Well, it's important to our ability to code solutions to problems on an
ordinary computer, especially when we are using off-the-shelf algorithms.

If you pick some random algorithm out of, say, Knuth, chances are that it calls
for some destructive manipulation of cells in some dynamic set data structure
or whatever.

You could implement it using some copy-on-write scheme, but you're arguably
changing the algorithm.  

In general we have to avoid that kind of thinking: ``because we have discovered
a wonderful Y which apparently does everything that X does, we should dispense
with X''.

That leads us into idiocies like: ``we have static typing, and so we don't need
type information at run time''; or ``we have functional programming, so we must
never assign to a storage location'';  or ``we have objects with methods, so we
don't need anonymous functions (or vice versa)''.

> I'm increasingly of the opinion that it's not. 

Right. But we don't just want the ability to solve problems, but we want to be
able to solve them in different ways with different tradeoffs. Merely having
substantially different ways to express a solution is valuable, even in the
absence of performance considartions.

Likewise, someone could say that we don't need a system where only variables
are mutable, and all structures are copy-on-write, if we simply allow
structures to be mutated. :)

> I get that saving memory was very important when lisp 
> was being designed and needed to run on machines that 
> people could build back then.  I get that saving memory
> is still *somewhat* important today.

In some cases, when you save memory, you also save time. I.e. sometimes there
is a tradoff between time and space, but sometimes when you use more space, you
chew up more time too; there may still be a performance win, but it comes from
something else.

It may be cheaper in terms of time, not only in terms of memory, to poke a
value into some data structure, than to simulate the same thing using a
copy-on-write approach using a more complicated version of that data structure.

To obtain a performance benefit, you must take advantage of the special
properties of copy-on-write; namely that you obtain simultaneous use of the
original unmodified data structure and the modified one.

> But, questions 
> I'm imagining a lisp dialect with a strict copy-on-write 
> rule, such that variables can only be rebound, and never 
> have their values changed in place.

If the only thing you are going to do after lazily copying the data structure
is to assign the reference back to the variable, and you're using only one
processor, why bother.

But suppose that you need to be able to refer to the old version of the data
structure after the virtual update takes place.
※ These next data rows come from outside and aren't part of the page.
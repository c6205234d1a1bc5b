//! Utility functions shared across layers.
//!
//! - [`code_generator`] - Random short code generation
//! - [`location`] - Redirect target encoding

pub mod code_generator;
pub mod location;
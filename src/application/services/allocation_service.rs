//! Short code allocation service.

use std::sync::Arc;

use crate::domain::entities::{NewUrlMapping, UrlMapping};
use crate::domain::repositories::UrlMappingRepository;
use crate::error::{AppError, StoreError};
use crate::utils::code_generator::generate_code;
use serde_json::json;
use tracing::{debug, info, warn};

/// Upper bound on insert attempts for a single allocation.
pub const MAX_ALLOCATION_ATTEMPTS: usize = 10;

/// Whether an allocation minted a new code or reused an existing one.
#[derive(Debug, Clone, Copy, PartialEq, Eq)]
pub enum AllocationOutcome {
    Created,
    Existing,
}

/// Result of a successful allocation.
#[derive(Debug, Clone, PartialEq, Eq)]
pub struct Allocation {
    pub short_code: String,
    pub outcome: AllocationOutcome,
}

/// Service that maps long URLs to short codes.
///
/// # Deduplication
///
/// A long URL that is already stored gets its existing code back, without
/// generating anything. The check and the insert are separate store calls, so
/// two concurrent first submissions of the same URL can both insert.
///
/// # Collision Recovery
///
/// The store rejects a taken short code with [`StoreError::DuplicateKey`]. The
/// service then draws a fresh candidate, up to [`MAX_ALLOCATION_ATTEMPTS`] times.
pub struct AllocationService<R: UrlMappingRepository + ?Sized> {
    repository: Arc<R>,
    generator: fn() -> String,
}

impl<R: UrlMappingRepository + ?Sized> AllocationService<R> {
    /// Creates a new allocation service using random codes.
    pub fn new(repository: Arc<R>) -> Self {
        Self::with_generator(repository, generate_code)
    }

    /// Creates a new allocation service with a custom code source.
    pub fn with_generator(repository: Arc<R>, generator: fn() -> String) -> Self {
        Self {
            repository,
            generator,
        }
    }

    /// Returns the short code for `long_url`, creating a mapping owned by `owner` if needed.
    ///
    /// # Errors
    ///
    /// Returns [`AppError::Validation`] if `long_url` is empty.
    /// Returns [`AppError::AllocationExhausted`] if every attempt collided.
    /// Returns [`AppError::StoreUnavailable`] on store errors.
    #[tracing::instrument(skip_all, fields(owner = %owner))]
    pub async fn allocate(&self, long_url: &str, owner: &str) -> Result<Allocation, AppError> {
        if long_url.is_empty() {
            return Err(AppError::bad_request(
                "Long URL is required",
                json!({ "field": "longUrl" }),
            ));
        }

        if let Some(existing) = self.repository.find_by_long_url(long_url).await? {
            debug!(short_code = %existing.short_code, "Long URL already mapped");
            return Ok(Allocation {
                short_code: existing.short_code,
                outcome: AllocationOutcome::Existing,
            });
        }

        for attempt in 1..=MAX_ALLOCATION_ATTEMPTS {
            let candidate = (self.generator)();
            let new_mapping =
                NewUrlMapping::new(candidate, long_url.to_string(), owner.to_string());

            match self.repository.insert(new_mapping).await {
                Ok(mapping) => {
                    info!(short_code = %mapping.short_code, attempt, "Short code allocated");
                    return Ok(Allocation {
                        short_code: mapping.short_code,
                        outcome: AllocationOutcome::Created,
                    });
                }
                Err(StoreError::DuplicateKey(constraint)) => {
                    warn!(attempt, %constraint, "Short code collision, retrying");
                }
                Err(e) => return Err(e.into()),
            }
        }

        Err(AppError::allocation_exhausted(
            "Failed to generate unique short code",
            json!({ "attempts": MAX_ALLOCATION_ATTEMPTS }),
        ))
    }

    /// Lists the mappings created by `owner`.
    ///
    /// # Errors
    ///
    /// Returns [`AppError::StoreUnavailable`] on store errors.
    pub async fn list_owned(&self, owner: &str) -> Result<Vec<UrlMapping>, AppError> {
        Ok(self.repository.list_by_owner(owner).await?)
    }
}
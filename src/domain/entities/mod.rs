//! Core domain entities.
//!
//! - [`UrlMapping`] - A stored short code mapping
//! - [`NewUrlMapping`] - Input for creating a mapping
//! - [`StoreSummary`] - Store-wide totals

pub mod url_mapping;

pub use url_mapping::{NewUrlMapping, StoreSummary, UrlMapping};
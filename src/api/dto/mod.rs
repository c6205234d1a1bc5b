//! Data Transfer Objects for API requests and responses.
//!
//! Request and response bodies use camelCase field names. Inputs are checked
//! with validator before reaching a service.

pub mod generate;
pub mod health;
pub mod url_mapping;
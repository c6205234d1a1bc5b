//! PostgreSQL implementation of the mapping store.

use async_trait::async_trait;
use chrono::{DateTime, Utc};
use sqlx::PgPool;
use std::sync::Arc;

use crate::domain::entities::{NewUrlMapping, StoreSummary, UrlMapping};
use crate::domain::repositories::UrlMappingRepository;
use crate::error::StoreError;

/// PostgreSQL repository for URL mappings.
///
/// Short code uniqueness comes from the `url_mappings_short_code_key`
/// constraint; visit counting is a single `UPDATE ... SET total_visits = total_visits + 1`.
pub struct PgUrlMappingRepository {
    pool: Arc<PgPool>,
}

impl PgUrlMappingRepository {
    /// Creates a new repository with a database connection pool.
    pub fn new(pool: Arc<PgPool>) -> Self {
        Self { pool }
    }
}

#[derive(sqlx::FromRow)]
struct UrlMappingRow {
    id: i64,
    short_code: String,
    long_url: String,
    owner: String,
    created_at: DateTime<Utc>,
    total_visits: i64,
}

impl From<UrlMappingRow> for UrlMapping {
    fn from(r: UrlMappingRow) -> Self {
        UrlMapping::new(
            r.id,
            r.short_code,
            r.long_url,
            r.owner,
            r.created_at,
            r.total_visits,
        )
    }
}

#[async_trait]
impl UrlMappingRepository for PgUrlMappingRepository {
    async fn find_by_long_url(&self, long_url: &str) -> Result<Option<UrlMapping>, StoreError> {
        let row = sqlx::query_as::<_, UrlMappingRow>(
            r#"
            SELECT id, short_code, long_url, owner, created_at, total_visits
            FROM url_mappings
            WHERE long_url = $1
            ORDER BY id
            LIMIT 1
            "#,
        )
        .bind(long_url)
        .fetch_optional(self.pool.as_ref())
        .await?;

        Ok(row.map(UrlMapping::from))
    }

    async fn find_by_short_code(
        &self,
        short_code: &str,
    ) -> Result<Option<UrlMapping>, StoreError> {
        let row = sqlx::query_as::<_, UrlMappingRow>(
            r#"
            SELECT id, short_code, long_url, owner, created_at, total_visits
            FROM url_mappings
            WHERE short_code = $1
            "#,
        )
        .bind(short_code)
        .fetch_optional(self.pool.as_ref())
        .await?;

        Ok(row.map(UrlMapping::from))
    }

    async fn insert(&self, new_mapping: NewUrlMapping) -> Result<UrlMapping, StoreError> {
        let row = sqlx::query_as::<_, UrlMappingRow>(
            r#"
            INSERT INTO url_mappings (short_code, long_url, owner, created_at)
            VALUES ($1, $2, $3, $4)
            RETURNING id, short_code, long_url, owner, created_at, total_visits
            "#,
        )
        .bind(&new_mapping.short_code)
        .bind(&new_mapping.long_url)
        .bind(&new_mapping.owner)
        .bind(new_mapping.created_at)
        .fetch_one(self.pool.as_ref())
        .await?;

        Ok(row.into())
    }

    async fn increment_visits(&self, short_code: &str) -> Result<(), StoreError> {
        let result = sqlx::query(
            r#"
            UPDATE url_mappings
            SET total_visits = total_visits + 1
            WHERE short_code = $1
            "#,
        )
        .bind(short_code)
        .execute(self.pool.as_ref())
        .await?;

        if result.rows_affected() == 0 {
            return Err(StoreError::NotFound);
        }

        Ok(())
    }

    async fn list_by_owner(&self, owner: &str) -> Result<Vec<UrlMapping>, StoreError> {
        let rows = sqlx::query_as::<_, UrlMappingRow>(
            r#"
            SELECT id, short_code, long_url, owner, created_at, total_visits
            FROM url_mappings
            WHERE owner = $1
            ORDER BY id
            "#,
        )
        .bind(owner)
        .fetch_all(self.pool.as_ref())
        .await?;

        Ok(rows.into_iter().map(UrlMapping::from).collect())
    }

    async fn ping(&self) -> Result<(), StoreError> {
        sqlx::query("SELECT 1")
            .execute(self.pool.as_ref())
            .await?;

        Ok(())
    }

    async fn summary(&self) -> Result<StoreSummary, StoreError> {
        let (mappings, total_visits): (i64, i64) = sqlx::query_as(
            r#"
            SELECT COUNT(*)::BIGINT, COALESCE(SUM(total_visits), 0)::BIGINT
            FROM url_mappings
            "#,
        )
        .fetch_one(self.pool.as_ref())
        .await?;

        Ok(StoreSummary {
            mappings,
            total_visits,
        })
    }
}
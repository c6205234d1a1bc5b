//! Shared application state injected into all handlers.

use std::sync::Arc;

use crate::application::services::{AllocationService, AuthService, ResolutionService};
use crate::domain::repositories::UrlMappingRepository;

/// Application state shared across all request handlers.
///
/// Cloned per request; every field is reference-counted, so cloning is cheap.
#[derive(Clone)]
pub struct AppState {
    pub allocation_service: Arc<AllocationService<dyn UrlMappingRepository>>,
    pub resolution_service: Arc<ResolutionService<dyn UrlMappingRepository>>,
    pub auth_service: Arc<AuthService>,
    /// Direct store handle for health checks.
    pub repository: Arc<dyn UrlMappingRepository>,
    /// Front-end origin linked from the not-found page.
    pub client_domain: Option<String>,
}

impl AppState {
    /// Builds both services on top of a single shared store.
    pub fn new(
        repository: Arc<dyn UrlMappingRepository>,
        auth_service: AuthService,
        client_domain: Option<String>,
    ) -> Self {
        Self {
            allocation_service: Arc::new(AllocationService::new(repository.clone())),
            resolution_service: Arc::new(ResolutionService::new(repository.clone())),
            auth_service: Arc::new(auth_service),
            repository,
            client_domain,
        }
    }
}
//! Repository trait for the mapping store.

use crate::domain::entities::{NewUrlMapping, StoreSummary, UrlMapping};
use crate::error::StoreError;
use async_trait::async_trait;

/// The single shared store behind allocation and resolution.
///
/// Every method is a suspension point with no ordering guarantee relative to
/// other in-flight requests. Two guarantees must hold under concurrency:
///
/// - `short_code` uniqueness is enforced by the store itself ([`Self::insert`])
/// - [`Self::increment_visits`] never loses an update
///
/// # Implementations
///
/// - [`crate::infrastructure::persistence::PgUrlMappingRepository`] - PostgreSQL implementation
/// - [`crate::infrastructure::persistence::MemoryUrlMappingRepository`] - In-process implementation
/// - Test mocks available with `cfg(test)`
#[cfg_attr(test, mockall::automock)]
#[async_trait]
pub trait UrlMappingRepository: Send + Sync {
    /// Finds the mapping for a long URL.
    ///
    /// When several mappings exist for the same URL, the oldest one is returned.
    ///
    /// # Errors
    ///
    /// Returns [`StoreError::Unavailable`] on storage errors.
    async fn find_by_long_url(&self, long_url: &str) -> Result<Option<UrlMapping>, StoreError>;

    /// Finds the mapping for a short code.
    ///
    /// # Errors
    ///
    /// Returns [`StoreError::Unavailable`] on storage errors.
    async fn find_by_short_code(&self, short_code: &str)
    -> Result<Option<UrlMapping>, StoreError>;

    /// Persists a new mapping with `total_visits = 0`.
    ///
    /// # Errors
    ///
    /// Returns [`StoreError::DuplicateKey`] if the short code is already taken.
    /// Returns [`StoreError::Unavailable`] on storage errors.
    async fn insert(&self, new_mapping: NewUrlMapping) -> Result<UrlMapping, StoreError>;

    /// Atomically adds one to the visit counter of a mapping.
    ///
    /// # Errors
    ///
    /// Returns [`StoreError::NotFound`] if no mapping has this short code.
    /// Returns [`StoreError::Unavailable`] on storage errors.
    async fn increment_visits(&self, short_code: &str) -> Result<(), StoreError>;

    /// Lists every mapping created by `owner`, in insertion order.
    ///
    /// # Errors
    ///
    /// Returns [`StoreError::Unavailable`] on storage errors.
    async fn list_by_owner(&self, owner: &str) -> Result<Vec<UrlMapping>, StoreError>;

    /// Checks that the store is reachable.
    ///
    /// # Errors
    ///
    /// Returns [`StoreError::Unavailable`] if the store cannot be reached.
    async fn ping(&self) -> Result<(), StoreError>;

    /// Counts mappings and sums their visits.
    ///
    /// # Errors
    ///
    /// Returns [`StoreError::Unavailable`] on storage errors.
    async fn summary(&self) -> Result<StoreSummary, StoreError>;
}
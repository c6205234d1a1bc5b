//! Handler for listing the caller's mappings.

use axum::{Extension, Json, extract::State};

use crate::api::dto::url_mapping::UrlMappingResponse;
use crate::application::services::Identity;
use crate::error::AppError;
use crate::state::AppState;

/// Lists every mapping created by the authenticated caller.
///
/// # Endpoint
///
/// `GET /all-urls` (Bearer token required)
///
/// # Response
///
/// A JSON array in creation order; empty when the caller owns nothing.
///
/// ```json
/// [
///   {
///     "id": 1,
///     "shortCode": "k3x9q2ab",
///     "longUrl": "https://example.com",
///     "owner": "user@example.com",
///     "createdAt": "2025-01-01T12:00:00Z",
///     "totalVisits": 42
///   }
/// ]
/// ```
pub async fn all_urls_handler(
    State(state): State<AppState>,
    Extension(identity): Extension<Identity>,
) -> Result<Json<Vec<UrlMappingResponse>>, AppError> {
    let mappings = state
        .allocation_service
        .list_owned(&identity.email)
        .await?;

    Ok(Json(mappings.into_iter().map(Into::into).collect()))
}
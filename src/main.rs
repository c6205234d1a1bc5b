use anyhow::Result;
use shortcode_service::config;
use shortcode_service::server;
use tracing_subscriber::EnvFilter;

#[tokio::main]
async fn main() -> Result<()> {
    dotenvy::dotenv().ok();

    let config = config::load_from_env()?;

    init_tracing(&config.log_level, &config.log_format)?;

    config.print_summary();

    server::run(config).await
}

/// Installs the global subscriber. `RUST_LOG` directives take precedence over `log_level`.
fn init_tracing(log_level: &str, log_format: &str) -> Result<()> {
    let filter = EnvFilter::try_from_default_env().or_else(|_| EnvFilter::try_new(log_level))?;

    let builder = tracing_subscriber::fmt().with_env_filter(filter);

    match log_format {
        "json" => builder.json().try_init(),
        _ => builder.try_init(),
    }
    .map_err(|e| anyhow::anyhow!("Failed to initialize tracing: {e}"))
}
//! Domain layer: entities and the mapping store contract.
//!
//! # Architecture
//!
//! - [`entities`] - Core data structures
//! - [`repositories`] - Store trait implemented by the infrastructure layer
//!
//! The domain layer has no dependency on HTTP or on a particular database.
//! Allocation and resolution logic lives in [`crate::application::services`].

pub mod entities;
pub mod repositories;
One such situation occurs in a multiprocessor, when you have lots of concurrent
reads occuring on some data set which also has to be updated.  Assume that it's
a complex update which changes the data structure in many places that have to
be consistent with each other.

If the update is done on the data structure in-place, then readers have to be
locked out over the course of the update. While the update is occuring,
processing related to that data structure becomes serialized.

If the update takes place only by changing the value of the variable which
holds a reference to the structure, your update can proceed in parallel with
reads; no read-write lock is required.

Only a regular lock is needed, which is only used to serialize the writers.

Readers which are scanning the structure at the time that an update begins
simply complete their read operation on the old version of the structure, which
remains stable. 

The update proceeds in parallel, computing a new version of the structure which
is then installed in place of the old by owerwriting the variable. As soon as
this happens, any new readers will pick up the new structure.  The old versions
of the structure become garbage when all readers are finished with it.

If you simply modify the structure in place, you cannot have readers accessing
it concurrently with updates. You must lock out readers while making the
update.

This approach also helps in the face of recursion, of course. A reader could be
processing the structure, but may also need to make updates to it.  It may be
desireable to be able to make those updates without seeing their effect.

This is also how we update functions in a Lisp image. We don't modify the
machine code of a function, but replace the function binding with a new one.
If the old function is being executed, thanks to recursion or multithreading,
it's not a problem.

This idea is now being rediscovered by some poor fools who don't know Lisp.
E.g. RCU in the Linux kernel.  Papers have been written to explain the simple
idea in complicated terms.

See, you can apply this in the absence of garbage collection. You have some
structure which is being picked up by readers, and also updated. The structure
is referenced only via its root pointer, and via the read and update
operations. When no read and update operations are in progress, the structure
is in a ``quiescent state'': only the root reference tracks it.

Thus, when an update occurs, the old version of the data structure no longer
has any root reference, and becomes garbage when readers are done with it.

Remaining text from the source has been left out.